Desta vez no centro da mais recente grande brincadeira de Baron Cohen está Aladeen (sim, a conexão com o nome do famoso personagem da Disney é proposital, mas as coincidências não vão muito além).  Trata-se de ninguém menos do que um poderoso  tirano do fictício país de Wadiya, localizado no Oriente Médio, como não poderia ser diferente. Odiado por chefes de Estado de diversas partes do mundo, ele pouco se importa se as mulheres não possuem direito algum em seu território ou se manda matar todos aqueles que se opõem de alguma maneira à mais irrelevante de suas opiniões. Porém, tudo muda quando, convocado para fazer um pronunciamento na sede da ONU, é boicotado por um de seus mais fiéis empregados. Sem um de seus principais instrumentos de poder, a barba, arrancada sem pudor, passa a ser confundido com um estrangeiro qualquer perdido pelas ruas novaiorquinas.

Mas se Aladeen é um “zé-ninguém” sem a barba, o mesmo não se pode dizer atualmente de Sacha Baron Cohen, seja de rosto limpo ou não. Graças às controvérsias que causou nos últimos anos, sua fama cresceu, e uma de suas principais ferramentas de trabalho, o anonimato, deixou de poder ser utilizada. A mudança acaba afetando diretamente o estilo narrativo que caracterizou seus dois primeiros longas, em especial “Borat”, que se utiliza mais eficientemente do padrão “falso documentário”. Por isso, em “O Ditador” temos uma história tecnica e narrativamente convencional, de atos bem definidos, com direito até a envolvimento amoroso. Logo, a ousadia do roteiro de Baron Cohen (dividido com Alec Berg, David Mandel  e Jeff Schaffer) e da direção de Larry Charles ficam limitadas, assemelhando-se à produção a outras obras do gênero.

A essência cômica, no entanto, faz questão de diferenciá-las. Como é da característica do criador do personagem-título, a comicidade é construída em cima de um humor escrachado que, em boa parte da duração do filme,  está em busca de realizar alguma crítica social ou política (mesmo que pouco enfática), seja a alguns questionáveis hábitos culturais de países asiáticos, seja pela falta de autocrítica dos países do Ocidente, como o roteiro deixa bastante destacado em um dos discursos finais de Aladeen em que aborda a essência da “democracia” vigente nos EUA. As melhores piadas, porém, concentram-se nos primeiros minutos de exibição do longa, quando o protagonista ainda habita sua terra natal, exercendo sua tirania sem qualquer precedente.
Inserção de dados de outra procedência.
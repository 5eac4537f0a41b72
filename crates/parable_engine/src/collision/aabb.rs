use glam::{Mat4, Vec3};

/// Axis-aligned box in whatever space its owner declares (world space for
/// colliders, node-local space for mesh bounds).
#[derive(Debug, Clone, Copy, PartialEq)]
pub struct Aabb {
    pub min: Vec3,
    pub max: Vec3,
}

impl Aabb {
    pub fn new(min: Vec3, max: Vec3) -> Self {
        Self {
            min: min.min(max),
            max: min.max(max),
        }
    }

    pub fn from_center_size(center: Vec3, size: Vec3) -> Self {
        let half = size.abs() * 0.5;
        Self {
            min: center - half,
            max: center + half,
        }
    }

    pub fn center(&self) -> Vec3 {
        (self.min + self.max) * 0.5
    }

    pub fn size(&self) -> Vec3 {
        self.max - self.min
    }

    /// Touching faces do not count as an intersection.
    pub fn intersects(&self, other: &Aabb) -> bool {
        self.min.x < other.max.x
            && self.max.x > other.min.x
            && self.min.y < other.max.y
            && self.max.y > other.min.y
            && self.min.z < other.max.z
            && self.max.z > other.min.z
    }

    pub fn overlaps_horizontally(&self, other: &Aabb) -> bool {
        self.min.x < other.max.x
            && self.max.x > other.min.x
            && self.min.z < other.max.z
            && self.max.z > other.min.z
    }

    pub fn union(&self, other: &Aabb) -> Aabb {
        Aabb {
            min: self.min.min(other.min),
            max: self.max.max(other.max),
        }
    }

    pub fn translated(&self, offset: Vec3) -> Aabb {
        Aabb {
            min: self.min + offset,
            max: self.max + offset,
        }
    }

    pub fn transformed(&self, matrix: &Mat4) -> Aabb {
        let corners = [
            Vec3::new(self.min.x, self.min.y, self.min.z),
            Vec3::new(self.max.x, self.min.y, self.min.z),
            Vec3::new(self.min.x, self.max.y, self.min.z),
            Vec3::new(self.max.x, self.max.y, self.min.z),
            Vec3::new(self.min.x, self.min.y, self.max.z),
            Vec3::new(self.max.x, self.min.y, self.max.z),
            Vec3::new(self.min.x, self.max.y, self.max.z),
            Vec3::new(self.max.x, self.max.y, self.max.z),
        ];
        let first = matrix.transform_point3(corners[0]);
        let mut bounds = Aabb {
            min: first,
            max: first,
        };
        for corner in &corners[1..] {
            let point = matrix.transform_point3(*corner);
            bounds.min = bounds.min.min(point);
            bounds.max = bounds.max.max(point);
        }
        bounds
    }

    /// Slab test. Returns the distance along `direction` to the first hit, or the
    /// exit distance when the origin is inside the box.
    pub fn ray_distance(&self, origin: Vec3, direction: Vec3) -> Option<f32> {
        let inv_dir = Vec3::new(
            inverse_or_max(direction.x),
            inverse_or_max(direction.y),
            inverse_or_max(direction.z),
        );

        let t1 = (self.min - origin) * inv_dir;
        let t2 = (self.max - origin) * inv_dir;
        let t_near = t1.min(t2);
        let t_far = t1.max(t2);

        let t_min = t_near.x.max(t_near.y).max(t_near.z);
        let t_max = t_far.x.min(t_far.y).min(t_far.z);

        if t_max >= t_min && t_max >= 0.0 {
            Some(if t_min >= 0.0 { t_min } else { t_max })
        } else {
            None
        }
    }
}

fn inverse_or_max(value: f32) -> f32 {
    if value.abs() < 1.0e-6 {
        f32::MAX
    } else {
        1.0 / value
    }
}
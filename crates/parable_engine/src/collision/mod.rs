mod aabb;
mod resolver;
mod store;

pub use aabb::Aabb;
pub use resolver::{CollisionResolver, PlayerVolume, ResolveResult};
pub use store::{Collider, ColliderHandle, ColliderStore};
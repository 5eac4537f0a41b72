use std::process::ExitCode;

use parable_engine::LevelRuntime;
use tracing::{info, warn};

use super::bootstrap::AppWiring;
use super::script::SessionScript;

#[derive(Debug, Clone, Copy, PartialEq, Eq)]
pub(crate) struct SessionSummary {
    pub(crate) frames_run: u64,
    pub(crate) puzzles_solved: u32,
    pub(crate) complete: bool,
}

pub(crate) fn run(app: AppWiring) -> ExitCode {
    let AppWiring { mut level, script } = app;
    let summary = run_session(&mut level, &script);
    level.teardown();

    if summary.complete {
        info!(
            frames = summary.frames_run,
            puzzles_solved = summary.puzzles_solved,
            "session_complete"
        );
    } else {
        warn!(
            frames = summary.frames_run,
            puzzles_solved = summary.puzzles_solved,
            "session_ended_before_game_complete"
        );
    }
    ExitCode::SUCCESS
}

/// Starts the level and feeds it the script frame by frame, stopping early
/// once the game reports completion.
pub(crate) fn run_session(level: &mut LevelRuntime, script: &SessionScript) -> SessionSummary {
    level.start();
    let dt = script.frame_dt_seconds();
    let mut frames_run = 0u64;
    let mut puzzles_solved = 0u32;
    for input in script.frames() {
        let report = level.step(dt, &input);
        frames_run = report.frame_index;
        puzzles_solved = puzzles_solved.saturating_add(report.event_counts.puzzle_solved);
        for event in &report.events {
            info!(frame = report.frame_index, event = %event, "lifecycle_event");
        }
        if report.game_complete {
            return SessionSummary {
                frames_run,
                puzzles_solved,
                complete: true,
            };
        }
    }
    SessionSummary {
        frames_run,
        puzzles_solved,
        complete: level.puzzles().is_complete(),
    }
}
use std::cell::Cell;
use std::rc::Rc;

use parable_engine::{
    ActivateHandlers, Interactable, InteractableId, NodeId, Pose, Puzzle, PuzzleContext,
};
use tracing::info;

use super::{interactable_bounds, LEVER_ID, LEVER_POSITION};

/// Pull the lever once. Starts unlocked.
pub(crate) struct LeverPuzzle {
    pulled: Rc<Cell<bool>>,
    lever: Option<(NodeId, InteractableId)>,
}

impl LeverPuzzle {
    pub(crate) fn new() -> Self {
        Self {
            pulled: Rc::new(Cell::new(false)),
            lever: None,
        }
    }

    fn remove_lever(&mut self, ctx: &mut PuzzleContext<'_>) {
        if let Some((node, id)) = self.lever.take() {
            ctx.interaction.unregister(ctx.scene, id);
            ctx.scene.despawn(node);
        }
    }
}

impl Puzzle for LeverPuzzle {
    fn id(&self) -> &str {
        LEVER_ID
    }

    fn on_activate(&mut self, ctx: &mut PuzzleContext<'_>) {
        let node = ctx.scene.spawn_mesh(
            "lever",
            None,
            Pose::from_translation(LEVER_POSITION),
            interactable_bounds(),
        );
        let pulled = Rc::clone(&self.pulled);
        let id = ctx.interaction.register(Interactable::activatable(
            node,
            ActivateHandlers::new().on_activate(move || pulled.set(true)),
        ));
        self.lever = Some((node, id));
    }

    fn update(&mut self, _dt_seconds: f32, ctx: &mut PuzzleContext<'_>) {
        if self.pulled.get() {
            ctx.solve();
        }
    }

    fn on_solved(&mut self, ctx: &mut PuzzleContext<'_>) {
        info!("lever_pulled");
        self.remove_lever(ctx);
    }

    fn dispose(&mut self, ctx: &mut PuzzleContext<'_>) {
        self.remove_lever(ctx);
    }
}
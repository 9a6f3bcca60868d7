//! vantage-core: shared pieces of the vantage vision node
//!
//! Holds the error type used across the workspace and the node
//! configuration model together with its JSON loader.

pub mod config;
pub mod error;

pub use config::{load_config, parse_config, BusMode, CameraConfig, NodeConfig, DEFAULT_CONFIG_PATH};
pub use error::{Error, Result};
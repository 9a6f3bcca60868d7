//! Error types for vantage-eye

use thiserror::Error;
use vantage_core::Error as CoreError;

#[derive(Error, Debug)]
pub enum VisionError {
    #[error("Camera error: {0}")]
    Camera(String),

    #[error("Pipeline error: {0}")]
    Pipeline(String),

    #[error("Configuration error: {0}")]
    Config(String),

    #[error("IO error: {0}")]
    Io(#[from] std::io::Error),

    #[error("JSON error: {0}")]
    Json(#[from] serde_json::Error),

    #[error("Core error: {0}")]
    Core(#[from] CoreError),
}

impl From<VisionError> for CoreError {
    fn from(err: VisionError) -> Self {
        match err {
            VisionError::Core(inner) => inner,
            other => CoreError::Vision(other.to_string()),
        }
    }
}

#[cfg(test)]
mod tests {
    use super::*;

    #[test]
    fn test_vision_error_display() {
        let err = VisionError::Camera("Test error".to_string());
        assert!(err.to_string().contains("Camera error"));
        assert!(err.to_string().contains("Test error"));
    }

    #[test]
    fn test_vision_error_from_io() {
        let io_err = std::io::Error::new(std::io::ErrorKind::NotFound, "File not found");
        let vision_err: VisionError = io_err.into();
        assert!(matches!(vision_err, VisionError::Io(_)));
    }

    #[test]
    fn test_vision_error_to_core_error() {
        let core_err: CoreError = VisionError::Pipeline("decode failed".to_string()).into();
        match core_err {
            CoreError::Vision(msg) => {
                assert!(msg.contains("Pipeline error"));
                assert!(msg.contains("decode failed"));
            }
            other => panic!("Expected Vision error, got {:?}", other),
        }
    }

    #[test]
    fn test_core_error_round_trip_unwraps() {
        let vision_err: VisionError = CoreError::Bus("down".to_string()).into();
        let core_err: CoreError = vision_err.into();
        assert!(matches!(core_err, CoreError::Bus(_)));
    }
}
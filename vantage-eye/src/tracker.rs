//! Target pair selection over one frame's contours
//!
//! The target is two retro-reflective strips seen side by side. Each frame,
//! the two rightmost bounding rectangles are taken as the right and left
//! strips; any further rectangles are ignored for that frame. This assumes a
//! frame holds at most one genuine target plus noise that is smaller or
//! further left.

use crate::contour::{BoundingRect, Contour};
use serde::{Deserialize, Serialize};
use tracing::trace;

/// Calibration constant for the distance estimate, in distance units times
/// pixels. Derived from the strip spacing and the camera's field of view.
pub const DISTANCE_CONSTANT: f64 = 11.0 * ((88.0 * 43.0) / 11.0);

/// Target geometry for one frame
#[derive(Debug, Clone, Copy, PartialEq, Default, Serialize, Deserialize)]
pub struct TargetResult {
    /// Midpoint between the two strip centers
    pub center_x: i32,
    /// Center x of the left strip
    pub left_x: i32,
    /// Center x of the right strip
    pub right_x: i32,
    /// Estimated distance, only meaningful when `valid`
    pub distance: f64,
    pub valid: bool,
}

impl TargetResult {
    /// The "no target" result
    pub const fn invalid() -> Self {
        Self {
            center_x: 0,
            left_x: 0,
            right_x: 0,
            distance: 0.0,
            valid: false,
        }
    }

    /// Pixel distance between the strip centers
    pub fn width(&self) -> i64 {
        i64::from(self.right_x) - i64::from(self.left_x)
    }
}

/// Computes a [`TargetResult`] from contours. Holds no per-frame state.
#[derive(Debug, Clone, Copy, Default)]
pub struct TargetTracker;

impl TargetTracker {
    pub fn new() -> Self {
        Self
    }

    /// Compute the target for one frame
    pub fn compute(&self, contours: &[Contour]) -> TargetResult {
        if contours.len() < 2 {
            trace!("{} contour(s), no target pair", contours.len());
            return TargetResult::invalid();
        }

        let rects: Vec<BoundingRect> = contours.iter().map(Contour::bounding_rect).collect();
        let (right, left) = match select_pair(&rects) {
            Some(pair) => pair,
            None => return TargetResult::invalid(),
        };

        // Centers and width are taken in 64 bits; a strip center always lies
        // inside its rectangle, so it narrows back to i32.
        let (left_x, right_x) = match (
            i32::try_from(left.center_x()),
            i32::try_from(right.center_x()),
        ) {
            (Ok(left_x), Ok(right_x)) => (left_x, right_x),
            _ => {
                trace!("Strip centers outside the pixel range");
                return TargetResult::invalid();
            }
        };
        let width = i64::from(right_x) - i64::from(left_x);

        // Coincident or crossed strip centers give no usable width.
        if width <= 0 {
            trace!(
                "Degenerate target width {} (left {}, right {})",
                width,
                left_x,
                right_x
            );
            return TargetResult {
                center_x: left_x,
                left_x,
                right_x,
                distance: 0.0,
                valid: false,
            };
        }

        let center_x = match i32::try_from(i64::from(left_x) + width / 2) {
            Ok(center_x) => center_x,
            Err(_) => return TargetResult::invalid(),
        };

        TargetResult {
            center_x,
            left_x,
            right_x,
            distance: DISTANCE_CONSTANT / width as f64,
            valid: true,
        }
    }
}

/// Pick `(right, left)` from the rectangles: the two with the largest x.
/// Equal x keeps input order, so the earlier rectangle is taken as the
/// right strip.
pub fn select_pair(rects: &[BoundingRect]) -> Option<(BoundingRect, BoundingRect)> {
    if rects.len() < 2 {
        return None;
    }
    let mut sorted = rects.to_vec();
    // sort_by is stable
    sorted.sort_by(|a, b| b.x.cmp(&a.x));
    Some((sorted[0], sorted[1]))
}
//! vantage-bus: the key-value control bus
//!
//! Vision results leave the node as named numeric entries grouped in tables.
//! Robot control software reads them back by name or subscribes to updates.

pub mod bootstrap;
pub mod bus;

pub use bootstrap::{team_address, BusBootstrap, BusEndpoint};
pub use bus::{
    BusUpdate, ControlBus, MemoryBus, CENTER_X, DISTANCE_TARGET, LEFT_TARGET, RIGHT_TARGET,
};
pub use vantage_core::BusMode;
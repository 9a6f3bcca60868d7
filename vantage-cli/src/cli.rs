use clap::Parser;
use std::path::PathBuf;
use std::time::Duration;
use tracing::Level;
use vantage_core::DEFAULT_CONFIG_PATH;
use vantage_eye::VisionConfig;

#[derive(Parser, Debug)]
#[command(name = "vantage")]
#[command(about = "Vision node: tracks retro-reflective targets and publishes them to the control bus", long_about = None)]
#[command(version)]
pub struct Cli {
    /// Node configuration file
    #[arg(default_value = DEFAULT_CONFIG_PATH)]
    pub config: PathBuf,

    /// Replay recorded contour frames (JSON lines) on the first camera
    #[arg(long, value_name = "FILE")]
    pub contours: Option<PathBuf>,

    /// Delay between replayed frames
    #[arg(long, value_name = "N")]
    pub frame_interval_ms: Option<u64>,

    /// Log level (error, warn, info, debug, trace)
    #[arg(long, default_value = "info", value_parser = parse_level)]
    pub log_level: Level,

    /// Bus table for the first camera's target entries
    #[arg(long, value_name = "NAME")]
    pub table: Option<String>,
}

impl Cli {
    pub fn vision_config(&self) -> VisionConfig {
        let mut config = VisionConfig::default();
        if let Some(table) = &self.table {
            config.table_name = table.clone();
        }
        config
    }

    pub fn frame_interval(&self) -> Option<Duration> {
        self.frame_interval_ms
            .filter(|ms| *ms > 0)
            .map(Duration::from_millis)
    }
}

fn parse_level(s: &str) -> Result<Level, String> {
    s.parse::<Level>()
        .map_err(|_| format!("unknown log level '{}'", s))
}
//! vantage-eye: target tracking for the vantage vision node
//!
//! Contours from an external threshold pipeline are reduced to a pair of
//! bounding rectangles, the left and right strips of a retro-reflective
//! target. The resulting center, edges and distance estimate are published
//! to the control bus by a frame worker running on its own task.

pub mod camera;
pub mod config;
pub mod contour;
pub mod error;
pub mod pipeline;
pub mod publisher;
pub mod tracker;
pub mod vision_node;
pub mod worker;

pub use camera::{CameraSource, CameraState, ConnectionStrategy};
pub use config::VisionConfig;
pub use contour::{BoundingRect, Contour, Point};
pub use error::VisionError;
pub use pipeline::{ChannelPipeline, ContourFeed, FramePipeline, FrameSender};
pub use publisher::ResultPublisher;
pub use tracker::{select_pair, TargetResult, TargetTracker, DISTANCE_CONSTANT};
pub use vision_node::VisionNode;
pub use worker::{FrameWorker, WorkerState, WorkerStats, WorkerStatsSnapshot};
É nada menos do que hilário vê-lo organizar suas próprias olimpíadas e ainda arquitetar falcatruas explícitas para sair campeão, como atirar nos pés dos adversários com revólver. E o pior é que a essência do personagem crê em sua própria excelência, enquadrando-se bem no padrão “sem noção” típico das criações de Baron Cohen. No entanto, o segundo ato da trama perde-se em situações demasiadamente particulares do ditador. As gargalhadas são inevitáveis, mas a coragem do texto é bastante reduzida, dando lugar a um envolvimento amoroso pouco convicente que compromete o ritmo da história. O mesmo pode-se dizer da falta de cuidado do roteiro com o “vilão” do longa, que jamais tem suas motivações explicadas.

O personagem, por sinal, de nome Tamir, é interpretado por Ben Kingsley, visivelmente desconfortável  ao arriscar-se em um território pouco explorado por ele anteriormente. Já Anna Faris, como Zoey, a “mocinha” da história, volta a interpretar o mesmo personagem estúpido que vem marcando sua carreira. Desta vez, no entanto, ela não demonstra-se tão eficiente como nos tempos da franquia “Todo Mundo em Pânico”. Por outro lado, vale destacar as boas participações de John C. Reilly e Megan Fox, esta dispondo-se a zombar de sua própria figura artística. Mas quem rouba a cena, claro, é Sacha Baron Cohen, que continua com um timing cômico invejável . Ele compensa, em parte, a falta de originalidade de “O Ditador” com cenas pontuais bastante engraçadas que fazem valer a ida ao cinema, especialmente para quem busca uma comicidade transgessora.